French Revolution organizer (1762–1817)

Anne-Josèphe Théroigne de Méricourt (born Anne-Josèphe Terwagne; 13 August 1762 – 8 June 1817) was a singer, orator and organizer in the French Revolution. She was born at Marcourt, in the Prince-Bishopric of Liège (from which comes the appellation "de Méricourt"), a small town in the modern Belgian province of Luxembourg. She was active in the French Revolution and worked within the Austrian Low Countries to also foster revolution. She was held in an Austrian prison from 1791 to 1792 for being an agent provocateur in Belgium. She was a cofounder of a Parisian revolutionary club and had warrants for her arrest issued in France for her alleged participation in the October Days uprising. She is known both for her portrayal in the French Revolutionary press and for her subsequent mental breakdown and institutionalization.

==Early life (1767–1789)==

She was born Anne-Josèphe Terwagne in Marcourt, Rendeux, to Pierre Terwagne (b. 1731) and Anne-Élisabeth Lahaye (1732–1767). Her mother died after giving birth to her third child, leaving Anne-Josèphe alone with her father and two brothers; Pierre-Josèphe (b. 1764) and Josèphe (b. 1767). After her mother died, she was sent to live with her aunt in Liège and was put into a convent school where she learned how to sew.

About a year after Anne-Josèphe began school, her aunt married and stopped paying for her school. Anne-Josèphe fled back to her father after he remarried because she was forced to be a house maid and tend to her aunt's children. Life at her father's was no better, her stepmother treated her just as poorly as her aunt did. Her eldest brother went to Germany to stay with relatives by the name of Campinados.

At the age of 13, Anne-Josèphe and her younger brother went to Xhoris to stay with some of their father's relatives. While in Xhoris, she constantly was snubbed and overworked to the point where she could not take it any longer. As a result, she went back to her aunt in Liège, but found that she was still mistreated. After realizing the need to start her own life, she learned to herd cows in Sougné, a town near Limburg.
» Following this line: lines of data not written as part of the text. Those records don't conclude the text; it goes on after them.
//! Configuration: defaults, the optional TOML config file, and CLI overrides.
//!
//! Three layers merge into one resolved [`Settings`] value, lowest priority
//! first: built-in defaults, then `~/.videosheet.toml`, then command-line
//! flags. Every layer only overrides the fields it actually sets.

use std::{fs, path::PathBuf};

use image::Rgb;
use serde::Deserialize;

use crate::{
    color::parse_color,
    error::SheetError,
    text::{DEFAULT_HEADER_FONT_SIZE, DEFAULT_TIMESTAMP_FONT_SIZE, FontChoice},
};

/// Fully resolved settings for one run.
#[derive(Debug, Clone)]
pub struct Settings {
    /// File or directory to process.
    pub path: PathBuf,
    /// Descend into subdirectories when `path` is a directory.
    pub recursive: bool,
    /// Total sheet width in pixels.
    pub width: u32,
    /// Grid columns for horizontal video.
    pub columns: u32,
    /// Grid rows for horizontal video.
    pub rows: u32,
    /// Grid columns for vertical video; falls back to `columns`.
    pub vertical_columns: Option<u32>,
    /// Grid rows for vertical video; falls back to `rows`.
    pub vertical_rows: Option<u32>,
    /// Gutter between cells and around the grid, in pixels.
    pub spacing: u32,
    /// Canvas background color.
    pub background_color: Rgb<u8>,
    /// Render the metadata header.
    pub header_enabled: bool,
    /// Font file for the header; `None` probes the system.
    pub header_font: Option<PathBuf>,
    /// Header font size; applies to user-supplied fonts only.
    pub header_font_size: f32,
    pub header_font_color: Rgb<u8>,
    /// Font file for timestamps; `None` probes the system.
    pub timestamp_font: Option<PathBuf>,
    /// Timestamp font size; applies to user-supplied fonts only.
    pub timestamp_font_size: f32,
    pub timestamp_font_color: Rgb<u8>,
    /// Timestamp drop shadow color; `None` disables the shadow.
    pub timestamp_shadow_color: Option<Rgb<u8>>,
    /// Label prefixed to the comment line.
    pub comment_label: String,
    /// Optional free-form comment appended to the header.
    pub comment_text: Option<String>,
    /// Seconds of lead-in excluded from sampling.
    pub skip_seconds: f64,
    /// Extra suffix inserted before the `.jpg` extension.
    pub suffix: Option<String>,
    /// JPEG quality, 1 to 100.
    pub jpeg_quality: u8,
    /// Overwrite existing sheets instead of skipping them.
    pub override_existing: bool,
    /// Directory for output files; `None` writes next to each video.
    pub output_directory: Option<PathBuf>,
    /// Abort the batch on the first failure.
    pub raise_errors: bool,
    /// Verbose logging.
    pub verbose: bool,
}

impl Default for Settings {
    fn default() -> Self {
        Self {
            path: PathBuf::from("."),
            recursive: false,
            width: 800,
            columns: 4,
            rows: 3,
            vertical_columns: None,
            vertical_rows: None,
            spacing: 2,
            background_color: Rgb([255, 255, 255]),
            header_enabled: true,
            header_font: None,
            header_font_size: DEFAULT_HEADER_FONT_SIZE,
            header_font_color: Rgb([0, 0, 0]),
            timestamp_font: None,
            timestamp_font_size: DEFAULT_TIMESTAMP_FONT_SIZE,
            timestamp_font_color: Rgb([255, 255, 255]),
            timestamp_shadow_color: Some(Rgb([0, 0, 0])),
            comment_label: "Comment:".to_string(),
            comment_text: None,
            skip_seconds: 10.0,
            suffix: None,
            jpeg_quality: 95,
            override_existing: false,
            output_directory: None,
            raise_errors: false,
            verbose: false,
        }
    }
}

impl Settings {
    /// The header font as a [`FontChoice`].
    pub fn header_font_choice(&self) -> FontChoice {
        match &self.header_font {
            Some(path) => FontChoice::User {
                path: path.clone(),
                size: self.header_font_size,
            },
            None => FontChoice::Builtin,
        }
    }

    /// The timestamp font as a [`FontChoice`].
    pub fn timestamp_font_choice(&self) -> FontChoice {
        match &self.timestamp_font {
            Some(path) => FontChoice::User {
                path: path.clone(),
                size: self.timestamp_font_size,
            },
            None => FontChoice::Builtin,
        }
    }
}

/// Command-line overrides; `None`/`false` leaves the lower layer untouched.
#[derive(Debug, Clone, Default)]
pub struct Overrides {
    pub path: Option<PathBuf>,
    pub recursive: bool,
    pub width: Option<u32>,
    pub columns: Option<u32>,
    pub rows: Option<u32>,
    pub vertical_columns: Option<u32>,
    pub vertical_rows: Option<u32>,
    pub spacing: Option<u32>,
    pub background_color: Option<String>,
    pub no_header: bool,
    pub header_font: Option<PathBuf>,
    pub header_font_size: Option<f32>,
    pub header_font_color: Option<String>,
    pub timestamp_font: Option<PathBuf>,
    pub timestamp_font_size: Option<f32>,
    pub timestamp_font_color: Option<String>,
    pub timestamp_shadow_color: Option<String>,
    pub comment_label: Option<String>,
    pub comment_text: Option<String>,
    pub skip_seconds: Option<f64>,
    pub suffix: Option<String>,
    pub jpeg_quality: Option<u8>,
    pub override_existing: bool,
    pub output_directory: Option<PathBuf>,
    pub raise_errors: bool,
    pub verbose: bool,
}

/// On-disk config file shape, mirroring the resolved settings by section.
#[derive(Debug, Clone, Default, Deserialize)]
#[serde(deny_unknown_fields)]
pub struct ConfigFile {
    #[serde(rename = "Layout", default)]
    pub layout: LayoutSection,
    #[serde(rename = "Header", default)]
    pub header: HeaderSection,
    #[serde(rename = "Video", default)]
    pub video: VideoSection,
    #[serde(rename = "File", default)]
    pub file: FileSection,
    #[serde(rename = "Program", default)]
    pub program: ProgramSection,
}

#[derive(Debug, Clone, Default, Deserialize)]
#[serde(deny_unknown_fields)]
pub struct LayoutSection {
    pub width: Option<u32>,
    pub columns: Option<u32>,
    pub rows: Option<u32>,
    pub vertical_video_columns: Option<u32>,
    pub vertical_video_rows: Option<u32>,
    pub spacing: Option<u32>,
    pub background_color: Option<String>,
}

#[derive(Debug, Clone, Default, Deserialize)]
#[serde(deny_unknown_fields)]
pub struct HeaderSection {
    pub enabled: Option<bool>,
    pub font: Option<PathBuf>,
    pub font_size: Option<f32>,
    pub font_color: Option<String>,
    pub timestamp_font: Option<PathBuf>,
    pub timestamp_font_size: Option<f32>,
    pub timestamp_font_color: Option<String>,
    pub timestamp_shadow_color: Option<String>,
    pub comment_label: Option<String>,
    pub comment_text: Option<String>,
}

#[derive(Debug, Clone, Default, Deserialize)]
#[serde(deny_unknown_fields)]
pub struct VideoSection {
    pub skip_seconds: Option<f64>,
}

#[derive(Debug, Clone, Default, Deserialize)]
#[serde(deny_unknown_fields)]
pub struct FileSection {
    pub recursive: Option<bool>,
    pub suffix: Option<String>,
    pub jpeg_quality: Option<u8>,
    pub override_existing: Option<bool>,
    pub output_directory: Option<PathBuf>,
}

#[derive(Debug, Clone, Default, Deserialize)]
#[serde(deny_unknown_fields)]
pub struct ProgramSection {
    pub raise_errors: Option<bool>,
    pub verbose: Option<bool>,
}

impl ConfigFile {
    /// Load the config file at `path`, returning `None` if it does not exist.
    ///
    /// # Errors
    ///
    /// Returns [`SheetError::Config`] when the file exists but cannot be read
    /// or parsed.
    pub fn load(path: &std::path::Path) -> Result<Option<Self>, SheetError> {
        if !path.is_file() {
            return Ok(None);
        }
        let contents = fs::read_to_string(path).map_err(|error| SheetError::Config {
            reason: format!("cannot read config file {}: {error}", path.display()),
        })?;
        let parsed = toml::from_str(&contents).map_err(|error| SheetError::Config {
            reason: format!("cannot parse config file {}: {error}", path.display()),
        })?;
        Ok(Some(parsed))
    }
}

/// Default location of the config file: `~/.videosheet.toml`.
pub fn default_config_path() -> Option<PathBuf> {
    dirs::home_dir().map(|home| home.join(".videosheet.toml"))
}

/// Merge defaults, an optional config file, and CLI overrides into resolved
/// [`Settings`].
///
/// # Errors
///
/// Returns [`SheetError::Config`] for unparseable colors or out-of-range
/// numeric values.
pub fn resolve(overrides: &Overrides, file: Option<&ConfigFile>) -> Result<Settings, SheetError> {
    let mut settings = Settings::default();

    if let Some(file) = file {
        apply_file(&mut settings, file)?;
    }
    apply_overrides(&mut settings, overrides)?;
    validate(&settings)?;

    Ok(settings)
}

fn apply_file(settings: &mut Settings, file: &ConfigFile) -> Result<(), SheetError> {
    let layout = &file.layout;
    merge(&mut settings.width, &layout.width);
    merge(&mut settings.columns, &layout.columns);
    merge(&mut settings.rows, &layout.rows);
    merge_option(&mut settings.vertical_columns, &layout.vertical_video_columns);
    merge_option(&mut settings.vertical_rows, &layout.vertical_video_rows);
    merge(&mut settings.spacing, &layout.spacing);
    if let Some(color) = &layout.background_color {
        settings.background_color = parse_color(color)?;
    }

    let header = &file.header;
    merge(&mut settings.header_enabled, &header.enabled);
    merge_option(&mut settings.header_font, &header.font);
    merge(&mut settings.header_font_size, &header.font_size);
    if let Some(color) = &header.font_color {
        settings.header_font_color = parse_color(color)?;
    }
    merge_option(&mut settings.timestamp_font, &header.timestamp_font);
    merge(&mut settings.timestamp_font_size, &header.timestamp_font_size);
    if let Some(color) = &header.timestamp_font_color {
        settings.timestamp_font_color = parse_color(color)?;
    }
    if let Some(color) = &header.timestamp_shadow_color {
        settings.timestamp_shadow_color = parse_shadow_color(color)?;
    }
    merge(&mut settings.comment_label, &header.comment_label);
    merge_option(&mut settings.comment_text, &header.comment_text);

    merge(&mut settings.skip_seconds, &file.video.skip_seconds);

    let file_section = &file.file;
    merge(&mut settings.recursive, &file_section.recursive);
    merge_option(&mut settings.suffix, &file_section.suffix);
    merge(&mut settings.jpeg_quality, &file_section.jpeg_quality);
    merge(&mut settings.override_existing, &file_section.override_existing);
    merge_option(&mut settings.output_directory, &file_section.output_directory);

    merge(&mut settings.raise_errors, &file.program.raise_errors);
    merge(&mut settings.verbose, &file.program.verbose);

    Ok(())
}

fn apply_overrides(settings: &mut Settings, overrides: &Overrides) -> Result<(), SheetError> {
    merge(&mut settings.path, &overrides.path);
    merge(&mut settings.width, &overrides.width);
    merge(&mut settings.columns, &overrides.columns);
    merge(&mut settings.rows, &overrides.rows);
    merge_option(&mut settings.vertical_columns, &overrides.vertical_columns);
    merge_option(&mut settings.vertical_rows, &overrides.vertical_rows);
    merge(&mut settings.spacing, &overrides.spacing);
    if let Some(color) = &overrides.background_color {
        settings.background_color = parse_color(color)?;
    }
    if overrides.no_header {
        settings.header_enabled = false;
    }
    merge_option(&mut settings.header_font, &overrides.header_font);
    merge(&mut settings.header_font_size, &overrides.header_font_size);
    if let Some(color) = &overrides.header_font_color {
        settings.header_font_color = parse_color(color)?;
    }
    merge_option(&mut settings.timestamp_font, &overrides.timestamp_font);
    merge(
        &mut settings.timestamp_font_size,
        &overrides.timestamp_font_size,
    );
    if let Some(color) = &overrides.timestamp_font_color {
        settings.timestamp_font_color = parse_color(color)?;
    }
    if let Some(color) = &overrides.timestamp_shadow_color {
        settings.timestamp_shadow_color = parse_shadow_color(color)?;
    }
    merge(&mut settings.comment_label, &overrides.comment_label);
    merge_option(&mut settings.comment_text, &overrides.comment_text);
    merge(&mut settings.skip_seconds, &overrides.skip_seconds);
    merge_option(&mut settings.suffix, &overrides.suffix);
    merge(&mut settings.jpeg_quality, &overrides.jpeg_quality);
    merge_option(&mut settings.output_directory, &overrides.output_directory);

    // Boolean flags only ever switch a behavior on.
    if overrides.recursive {
        settings.recursive = true;
    }
    if overrides.override_existing {
        settings.override_existing = true;
    }
    if overrides.raise_errors {
        settings.raise_errors = true;
    }
    if overrides.verbose {
        settings.verbose = true;
    }

    Ok(())
}

fn validate(settings: &Settings) -> Result<(), SheetError> {
    if settings.width == 0 {
        return Err(SheetError::Config {
            reason: "width must be positive".to_string(),
        });
    }
    if settings.columns == 0 || settings.rows == 0 {
        return Err(SheetError::Config {
            reason: "columns and rows must be at least 1".to_string(),
        });
    }
    if settings.vertical_columns == Some(0) || settings.vertical_rows == Some(0) {
        return Err(SheetError::Config {
            reason: "vertical video columns and rows must be at least 1".to_string(),
        });
    }
    if !(1..=100).contains(&settings.jpeg_quality) {
        return Err(SheetError::Config {
            reason: format!(
                "jpeg quality must be between 1 and 100, got {}",
                settings.jpeg_quality
            ),
        });
    }
    if settings.skip_seconds < 0.0 || !settings.skip_seconds.is_finite() {
        return Err(SheetError::Config {
            reason: format!(
                "skip seconds must be non-negative, got {}",
                settings.skip_seconds
            ),
        });
    }
    Ok(())
}

/// Parse a shadow color, where the literal `"none"` disables the shadow.
fn parse_shadow_color(value: &str) -> Result<Option<Rgb<u8>>, SheetError> {
    if value.eq_ignore_ascii_case("none") {
        Ok(None)
    } else {
        parse_color(value).map(Some)
    }
}

fn merge<T: Clone>(target: &mut T, source: &Option<T>) {
    if let Some(value) = source {
        *target = value.clone();
    }
}

fn merge_option<T: Clone>(target: &mut Option<T>, source: &Option<T>) {
    if source.is_some() {
        *target = source.clone();
    }
}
A year later, she went back to Liège to work as a seamstress, only to face the same discontent with her life as before. She proceeded to seek refuge with a different aunt, by the name of Clamend, who lived in Xhoris. Before long, a woman asked Anne-Josèphe to come to Antwerp with her to care for her daughter, but the woman abandoned her at the inn they were staying at after a few weeks.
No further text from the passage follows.